- [PROBLEM DETAILS]: Using the records below, filter for lines that contain the string "parse" and copy them out.

- [MATERIAL TO PROCESS]:
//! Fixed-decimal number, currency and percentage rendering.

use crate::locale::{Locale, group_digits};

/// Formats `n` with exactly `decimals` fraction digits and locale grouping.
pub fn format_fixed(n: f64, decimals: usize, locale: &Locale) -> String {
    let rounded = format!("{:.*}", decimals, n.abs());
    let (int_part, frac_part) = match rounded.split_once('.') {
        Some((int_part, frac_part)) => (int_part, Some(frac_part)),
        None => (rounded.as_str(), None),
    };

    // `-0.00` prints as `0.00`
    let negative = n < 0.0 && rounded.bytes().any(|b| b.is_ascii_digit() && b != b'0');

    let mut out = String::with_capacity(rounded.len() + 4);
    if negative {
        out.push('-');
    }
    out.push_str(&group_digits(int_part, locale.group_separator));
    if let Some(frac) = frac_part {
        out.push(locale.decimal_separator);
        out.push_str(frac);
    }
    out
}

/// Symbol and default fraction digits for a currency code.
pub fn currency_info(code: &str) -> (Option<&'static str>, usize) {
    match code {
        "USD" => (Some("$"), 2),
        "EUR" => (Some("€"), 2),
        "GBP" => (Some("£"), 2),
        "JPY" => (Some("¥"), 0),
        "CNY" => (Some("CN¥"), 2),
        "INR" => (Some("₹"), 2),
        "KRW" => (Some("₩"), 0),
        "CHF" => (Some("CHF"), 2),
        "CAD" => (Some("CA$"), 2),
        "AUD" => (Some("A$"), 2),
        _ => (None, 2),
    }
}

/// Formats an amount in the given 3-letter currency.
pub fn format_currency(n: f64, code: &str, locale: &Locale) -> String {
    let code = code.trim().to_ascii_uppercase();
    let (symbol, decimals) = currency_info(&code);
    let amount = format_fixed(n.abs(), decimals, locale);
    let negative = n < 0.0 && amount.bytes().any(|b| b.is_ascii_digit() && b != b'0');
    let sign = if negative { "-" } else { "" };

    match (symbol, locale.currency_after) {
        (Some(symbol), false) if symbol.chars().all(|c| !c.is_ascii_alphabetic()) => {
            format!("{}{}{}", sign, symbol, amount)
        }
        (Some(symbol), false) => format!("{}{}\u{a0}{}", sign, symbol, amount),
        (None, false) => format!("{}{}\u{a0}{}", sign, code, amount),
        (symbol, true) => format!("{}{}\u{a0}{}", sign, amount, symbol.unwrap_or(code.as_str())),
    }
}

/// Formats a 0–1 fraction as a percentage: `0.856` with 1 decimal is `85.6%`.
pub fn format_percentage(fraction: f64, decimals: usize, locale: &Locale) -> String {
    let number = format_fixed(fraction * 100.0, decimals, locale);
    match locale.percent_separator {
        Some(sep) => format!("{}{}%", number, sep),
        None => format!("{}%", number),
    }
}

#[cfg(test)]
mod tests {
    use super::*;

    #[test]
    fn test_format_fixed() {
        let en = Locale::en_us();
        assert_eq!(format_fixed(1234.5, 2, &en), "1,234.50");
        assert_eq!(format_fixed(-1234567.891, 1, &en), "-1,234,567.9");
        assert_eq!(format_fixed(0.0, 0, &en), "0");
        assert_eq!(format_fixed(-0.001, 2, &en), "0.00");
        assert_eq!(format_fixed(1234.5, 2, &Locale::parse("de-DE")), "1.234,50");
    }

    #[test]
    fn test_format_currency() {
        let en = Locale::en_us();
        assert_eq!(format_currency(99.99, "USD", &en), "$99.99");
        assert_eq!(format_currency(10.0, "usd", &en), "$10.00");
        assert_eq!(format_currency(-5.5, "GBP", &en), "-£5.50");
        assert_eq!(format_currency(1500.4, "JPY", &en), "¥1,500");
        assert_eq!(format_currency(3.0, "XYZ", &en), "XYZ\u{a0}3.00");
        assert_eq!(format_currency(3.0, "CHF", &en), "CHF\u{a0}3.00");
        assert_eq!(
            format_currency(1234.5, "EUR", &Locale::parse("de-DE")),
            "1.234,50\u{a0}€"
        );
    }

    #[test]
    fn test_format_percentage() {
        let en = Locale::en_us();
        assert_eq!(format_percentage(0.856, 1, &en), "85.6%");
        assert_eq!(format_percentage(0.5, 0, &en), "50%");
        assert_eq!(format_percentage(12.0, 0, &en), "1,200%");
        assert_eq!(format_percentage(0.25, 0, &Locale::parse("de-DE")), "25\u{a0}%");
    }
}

- [RESULT OF THIS TASK]:
        assert_eq!(format_fixed(1234.5, 2, &Locale::parse("de-DE")), "1.234,50");
            format_currency(1234.5, "EUR", &Locale::parse("de-DE")),
        assert_eq!(format_percentage(0.25, 0, &Locale::parse("de-DE")), "25\u{a0}%");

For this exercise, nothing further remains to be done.